Transcriptional repression of taurine transporter gene (TauT) by p53 in renal cells

Abstract

Taurine, an intracellular osmolyte whose body pool size is adaptively regulated by the kidney, is required for normal renal development. Overexpression of the p53 tumor suppressor gene in p53 transgenic mice results in renal malformation, suggesting that altered expression of certain p53 target gene(s) involved in renal development may be responsible. This study shows that the taurine transporter gene (TauT) is a transcriptional target of p53. Expression of TauT was decreased after activation of p53 by doxorubicin, a DNA-damaging drug, in 293 and NRK-52E renal cells.
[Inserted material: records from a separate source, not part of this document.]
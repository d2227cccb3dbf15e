//! Tower Duel Server - authoritative round server for two-player lockstep tower defense
//!
//! The server owns gold, lives, tower placement and the per-round wave queue.
//! Every round it freezes that state into a snapshot, broadcasts it so both
//! clients can replay combat locally, resolves the same combat with the
//! deterministic engine in [`game::simulation`], and reveals the authoritative
//! result once both clients have acknowledged (or the ack wait times out).

pub mod app;
pub mod config;
pub mod game;
pub mod http;
pub mod matchmaking;
pub mod server;
pub mod util;
pub mod ws;
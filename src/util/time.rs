//! Wall-clock and uptime helpers

use std::time::{Duration, Instant, SystemTime, UNIX_EPOCH};

/// Current Unix timestamp in milliseconds
pub fn unix_millis() -> u64 {
    SystemTime::now()
        .duration_since(UNIX_EPOCH)
        .unwrap_or(Duration::ZERO)
        .as_millis() as u64
}

static SERVER_START: std::sync::OnceLock<Instant> = std::sync::OnceLock::new();

/// Record the process start; later calls keep the first instant
pub fn init_server_time() {
    SERVER_START.get_or_init(Instant::now);
}

/// Seconds since `init_server_time`, zero before it
pub fn uptime_secs() -> u64 {
    SERVER_START
        .get()
        .map(|start| start.elapsed().as_secs())
        .unwrap_or(0)
}
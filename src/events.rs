/*
    Copyright © 2023, ParallelChain Lab
    Licensed under the Apache License, Version 2.0: http://www.apache.org/licenses/LICENSE-2.0
*/

//! Definitions of the events emitted by the storage for event handling and logging.
//! Note: an event for a given action indicates that the action has been completed (or, for the
//! failure events, that it has been abandoned).

use std::sync::mpsc::Sender;
use std::time::SystemTime;

use crate::errors::{CommitError, PropagationError};
use crate::scheduler::CommitReason;

pub enum Event {
    // Events on the storage context.
    Commit(CommitEvent),
    CommitFailed(CommitFailedEvent),
    ThresholdReached(ThresholdReachedEvent),
    // Events on the foreground context.
    Propagate(PropagateEvent),
    PropagationFailed(PropagationFailedEvent),
}

impl Event {
    pub(crate) fn publish(event_publisher: &Option<Sender<Event>>, event: Event) {
        if let Some(event_publisher) = event_publisher {
            // Fails only once the event bus has been shut down.
            let _ = event_publisher.send(event);
        }
    }
}

/// The primary context committed its outstanding changes.
pub struct CommitEvent {
    pub timestamp: SystemTime,
    pub reason: CommitReason,
    /// How many objects were dirty right before the commit.
    pub committed: usize,
    /// How many work units were still pending when the commit started.
    pub pending: usize,
}

/// The primary context rejected a commit. The outstanding changes are still in memory.
pub struct CommitFailedEvent {
    pub timestamp: SystemTime,
    pub reason: CommitReason,
    pub dirty: usize,
    pub error: CommitError,
}

/// A work unit left at least as many dirty objects behind as the save threshold allows, forcing a
/// commit while other work units were still pending.
pub struct ThresholdReachedEvent {
    pub timestamp: SystemTime,
    pub dirty: usize,
    pub threshold: usize,
    pub pending: usize,
}

/// A committed change set was merged into the secondary context, and the post-commit notifications
/// were fired.
pub struct PropagateEvent {
    pub timestamp: SystemTime,
    pub notifications: usize,
}

/// A committed change set could not be merged into the secondary context. The post-commit
/// notifications were fired regardless.
pub struct PropagationFailedEvent {
    pub timestamp: SystemTime,
    pub error: PropagationError,
    pub notifications: usize,
}
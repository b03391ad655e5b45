/*
    Copyright © 2023, ParallelChain Lab
    Licensed under the Apache License, Version 2.0: http://www.apache.org/licenses/LICENSE-2.0
*/

//! A write-buffering storage engine.
//!
//! Many threads submit reads and writes against one logical datastore. The engine:
//! - Runs every read and write on a single [serialized execution context](executor), so that the
//!   user's [primary persistence context](pluggables::PrimaryContext) only ever has one writer.
//! - Buffers writes and [commits](storage) them in batches, at moments picked by the
//!   [scheduler]: when a burst of requests has ended, or when the number of uncommitted objects
//!   reaches a threshold.
//! - After each commit, merges the committed changes into a
//!   [secondary context](pluggables::SecondaryContext) on a foreground thread, and then
//!   [notifies](bus) interested parties on the execution contexts they chose.
//!
//! Start with [`storage::StorageSpec`].

pub mod bus;

pub mod config;

pub mod errors;

pub(crate) mod event_bus;

pub mod events;

pub mod executor;

pub(crate) mod hooks;

pub mod logging;

pub(crate) mod pending;

pub(crate) mod pipeline;

pub mod pluggables;

pub mod scheduler;

pub mod storage;
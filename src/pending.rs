/*
    Copyright © 2023, ParallelChain Lab
    Licensed under the Apache License, Version 2.0: http://www.apache.org/licenses/LICENSE-2.0
*/

//! Count of work units that have been submitted to the storage context but have not finished.

use std::sync::atomic::{AtomicUsize, Ordering};

#[derive(Debug, Default)]
pub(crate) struct PendingRequests(AtomicUsize);

impl PendingRequests {
    pub(crate) fn new() -> PendingRequests {
        PendingRequests(AtomicUsize::new(0))
    }

    /// Record a submission. Returns the new count.
    pub(crate) fn increment(&self) -> usize {
        self.0.fetch_add(1, Ordering::AcqRel) + 1
    }

    /// Record a completion. Returns the new count.
    ///
    /// # Panics
    ///
    /// If there is no outstanding submission to complete.
    pub(crate) fn decrement(&self) -> usize {
        match self
            .0
            .fetch_update(Ordering::AcqRel, Ordering::Acquire, |count| count.checked_sub(1))
        {
            Ok(previous) => previous - 1,
            Err(_) => panic!("pending request counter decremented below zero"),
        }
    }

    pub(crate) fn get(&self) -> usize {
        self.0.load(Ordering::Acquire)
    }
}
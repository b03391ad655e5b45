/*
    Copyright © 2023, ParallelChain Lab
    Licensed under the Apache License, Version 2.0: http://www.apache.org/licenses/LICENSE-2.0
*/

//! One-shot, multi-target callback fan-out.
//!
//! A [`BroadcastBus`] holds a list of [registrations](Registration), each pairing a callback with the
//! [execution context](ExecutionContext) it must run on. [Firing](BroadcastBus::fire) the bus takes the
//! whole list out under the lock, leaving an empty one behind, and only then submits each callback to
//! its target context. Every registration made before the swap is therefore invoked exactly once, and
//! every registration made after it waits for the next fire.
//!
//! Callbacks are submitted in registration order. Callbacks that share a target context run in that
//! order; callbacks on different target contexts may run in any order relative to each other.

use std::sync::Mutex;

use crate::executor::ExecutionContext;

pub(crate) type Callback = Box<dyn FnOnce() + Send>;

/// A callback and the context it must run on.
pub struct Registration {
    callback: Callback,
    target: ExecutionContext,
}

#[derive(Default)]
pub struct BroadcastBus {
    registrations: Mutex<Vec<Registration>>,
}

impl BroadcastBus {
    pub fn new() -> BroadcastBus {
        BroadcastBus {
            registrations: Mutex::new(Vec::new()),
        }
    }

    /// Register `callback` to be run on `target` the next time the bus fires.
    pub fn register(&self, callback: impl FnOnce() + Send + 'static, target: &ExecutionContext) {
        self.registrations.lock().unwrap().push(Registration {
            callback: Box::new(callback),
            target: target.clone(),
        });
    }

    /// Drop every pending registration without invoking it.
    pub fn clear(&self) {
        let dropped = std::mem::take(&mut *self.registrations.lock().unwrap());
        log::trace!("Cleared {} pending notifications", dropped.len());
    }

    /// Submit every pending registration to its target context and start over with an empty list.
    /// Returns the number of callbacks submitted.
    pub fn fire(&self) -> usize {
        let registrations = std::mem::take(&mut *self.registrations.lock().unwrap());
        let fired = registrations.len();

        for Registration { callback, target } in registrations {
            if let Err(err) = target.run_async(callback) {
                log::warn!("Dropped a post-commit notification: {}", err);
            }
        }

        fired
    }

    pub fn len(&self) -> usize {
        self.registrations.lock().unwrap().len()
    }

    pub fn is_empty(&self) -> bool {
        self.len() == 0
    }
}
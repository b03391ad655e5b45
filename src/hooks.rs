/*
    Copyright © 2023, ParallelChain Lab
    Licensed under the Apache License, Version 2.0: http://www.apache.org/licenses/LICENSE-2.0
*/

//! Closures run on the storage context around every commit.
//!
//! Hooks let code prepare for, or react to, a commit without forcing one. They stay registered for
//! the lifetime of the storage and run, in registration order, around every commit attempt:
//! pre-commit hooks before the primary context is asked to commit, post-commit hooks only after it
//! committed successfully.

use std::sync::{Arc, Mutex};

pub(crate) type Hook = Arc<dyn Fn() + Send + Sync>;

#[derive(Default)]
pub(crate) struct CommitHooks {
    pre_commit: Mutex<Vec<Hook>>,
    post_commit: Mutex<Vec<Hook>>,
}

impl CommitHooks {
    pub(crate) fn new() -> CommitHooks {
        CommitHooks::default()
    }

    pub(crate) fn add_pre_commit(&self, hook: Hook) {
        self.pre_commit.lock().unwrap().push(hook);
    }

    pub(crate) fn add_post_commit(&self, hook: Hook) {
        self.post_commit.lock().unwrap().push(hook);
    }

    pub(crate) fn run_pre_commit(&self) {
        Self::run(&self.pre_commit)
    }

    pub(crate) fn run_post_commit(&self) {
        Self::run(&self.post_commit)
    }

    // The list is copied out first so that a hook may register further hooks.
    fn run(hooks: &Mutex<Vec<Hook>>) {
        let hooks: Vec<Hook> = hooks.lock().unwrap().clone();
        for hook in hooks {
            hook()
        }
    }
}
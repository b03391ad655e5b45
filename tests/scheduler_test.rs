use buffered_storage::{
    config::Configuration,
    scheduler::{decide, CommitReason, SaveDecision, DEFAULT_SAVE_THRESHOLD},
};

#[test]
fn nothing_dirty_means_nothing_to_commit() {
    assert_eq!(decide(0, 0, DEFAULT_SAVE_THRESHOLD), SaveDecision::Clean);
    assert_eq!(decide(7, 0, DEFAULT_SAVE_THRESHOLD), SaveDecision::Clean);
    // Even a zero threshold does not commit an empty context.
    assert_eq!(decide(0, 0, 0), SaveDecision::Clean);
}

#[test]
fn commit_waits_for_the_burst_to_end() {
    assert_eq!(decide(3, 42, DEFAULT_SAVE_THRESHOLD), SaveDecision::Defer);
    assert_eq!(
        decide(0, 42, DEFAULT_SAVE_THRESHOLD),
        SaveDecision::Commit(CommitReason::Idle)
    );
}

#[test]
fn threshold_forces_a_commit_mid_burst() {
    assert_eq!(decide(4, 1, 2), SaveDecision::Defer);
    assert_eq!(decide(3, 2, 2), SaveDecision::Commit(CommitReason::Threshold));
    assert_eq!(
        decide(100, DEFAULT_SAVE_THRESHOLD + 1, DEFAULT_SAVE_THRESHOLD),
        SaveDecision::Commit(CommitReason::Threshold)
    );
}

#[test]
fn default_configuration() {
    let configuration = Configuration::default();
    assert_eq!(configuration.save_threshold, 500);
    assert_eq!(configuration.storage_label, "storage");
    assert!(!configuration.log_events);
}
TauT promoter activity was decreased 5-10-fold by cotransfection of a fulllength TauT promoter-reporter construct with p53, which was reversed by cotransfection with a mutant p53 (p53-281). Electrophoretic mobility shift assays using nuclear extracts from p53-expressing (10)1val cells showed a putative p53-binding site in the TauT promoter region, which bound to the p53 in electrophoretic mobility shift assays. Mutation of this p53 consensus sequence abolished binding of p53. These results demonstrate that TauT may represent a downstream target gene of p53 that could link the roles of p53 in renal development and apoptosis.